### [SUPPLIED RECORDS]
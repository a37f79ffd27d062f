//! The pull-based event stream contract and its basic implementations.

use crate::error::StreamError;
use crate::event::{Event, EventValue, ValueKind};
use std::collections::VecDeque;
use std::marker::PhantomData;

/// A single-reader, pull-based cursor over time-ordered events.
///
/// # Contract
///
/// - `read` yields events with non-decreasing timestamps and returns `Ok(None)` once the
///   stream is exhausted. Reading again after exhaustion keeps returning `Ok(None)`.
/// - Reading after `close` fails with [`StreamError::ClosedStream`].
/// - `close` is idempotent and releases the owned resource exactly once. A wrapping stream
///   owns its inner stream and forwards `close` and `is_open` to it.
///
/// A stream instance is not safe for concurrent reads. Distinct instances owning distinct
/// resources may run on separate threads.
pub trait EventStream {
    /// Value type of the events this stream yields.
    type Value: EventValue;

    /// Reads the next event, or `None` at end of stream.
    fn read(&mut self) -> Result<Option<Event<Self::Value>>, StreamError>;

    /// Returns true until the stream is closed.
    fn is_open(&self) -> bool;

    /// Closes the stream and releases its resource. Safe to call more than once.
    fn close(&mut self) -> Result<(), StreamError>;

    /// Borrows the stream as an iterator of events.
    fn iter(&mut self) -> StreamIter<'_, Self>
    where
        Self: Sized,
    {
        StreamIter { stream: self }
    }

    /// Reads every remaining event into a vector.
    fn drain(&mut self) -> Result<Vec<Event<Self::Value>>, StreamError>
    where
        Self: Sized,
    {
        self.iter().collect()
    }
}

impl<S: EventStream + ?Sized> EventStream for Box<S> {
    type Value = S::Value;

    fn read(&mut self) -> Result<Option<Event<Self::Value>>, StreamError> {
        (**self).read()
    }

    fn is_open(&self) -> bool {
        (**self).is_open()
    }

    fn close(&mut self) -> Result<(), StreamError> {
        (**self).close()
    }
}

/// Iterator adapter returned by [`EventStream::iter`].
///
/// Stops after the first `None` or the first error.
pub struct StreamIter<'a, S> {
    stream: &'a mut S,
}

impl<S: EventStream> Iterator for StreamIter<'_, S> {
    type Item = Result<Event<S::Value>, StreamError>;

    fn next(&mut self) -> Option<Self::Item> {
        self.stream.read().transpose()
    }
}

/// Fails with [`StreamError::ClosedStream`] unless `stream` is open.
pub(crate) fn ensure_open<S: EventStream + ?Sized>(stream: &S) -> Result<(), StreamError> {
    if stream.is_open() {
        Ok(())
    } else {
        Err(StreamError::ClosedStream)
    }
}

/// A stream over an in-memory list of events.
#[derive(Debug, Clone)]
pub struct VecStream<V> {
    events: VecDeque<Event<V>>,
    open: bool,
}

impl<V: EventValue> VecStream<V> {
    /// Creates a stream yielding `events` in order.
    pub fn new(events: impl IntoIterator<Item = Event<V>>) -> Self {
        Self {
            events: events.into_iter().collect(),
            open: true,
        }
    }

    /// Number of events not yet read.
    pub fn remaining(&self) -> usize {
        self.events.len()
    }
}

impl<V: EventValue> EventStream for VecStream<V> {
    type Value = V;

    fn read(&mut self) -> Result<Option<Event<V>>, StreamError> {
        ensure_open(self)?;
        Ok(self.events.pop_front())
    }

    fn is_open(&self) -> bool {
        self.open
    }

    fn close(&mut self) -> Result<(), StreamError> {
        if self.open {
            self.open = false;
            self.events = VecDeque::new();
        }
        Ok(())
    }
}

/// Converts a type-erased stream into a typed one.
///
/// A value of the wrong kind fails the read with [`StreamError::Data`].
pub struct TypedStream<S, V> {
    inner: S,
    _value: PhantomData<V>,
}

impl<S, V> TypedStream<S, V>
where
    S: EventStream<Value = ValueKind>,
    V: EventValue,
{
    /// Wraps `inner`.
    pub fn new(inner: S) -> Self {
        Self {
            inner,
            _value: PhantomData,
        }
    }

    /// Returns the wrapped stream.
    pub fn into_inner(self) -> S {
        self.inner
    }
}

impl<S, V> EventStream for TypedStream<S, V>
where
    S: EventStream<Value = ValueKind>,
    V: EventValue,
{
    type Value = V;

    fn read(&mut self) -> Result<Option<Event<V>>, StreamError> {
        match self.inner.read()? {
            Some(event) => event.typed().map(Some),
            None => Ok(None),
        }
    }

    fn is_open(&self) -> bool {
        self.inner.is_open()
    }

    fn close(&mut self) -> Result<(), StreamError> {
        self.inner.close()
    }
}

### [EXERCISE AIM]
In the data above, copy every line where the string "Option" appears.

### [RESPONSE TO THE TASK]
    fn read(&mut self) -> Result<Option<Event<Self::Value>>, StreamError>;
    fn read(&mut self) -> Result<Option<Event<Self::Value>>, StreamError> {
    fn next(&mut self) -> Option<Self::Item> {
    fn read(&mut self) -> Result<Option<Event<V>>, StreamError> {
    fn read(&mut self) -> Result<Option<Event<V>>, StreamError> {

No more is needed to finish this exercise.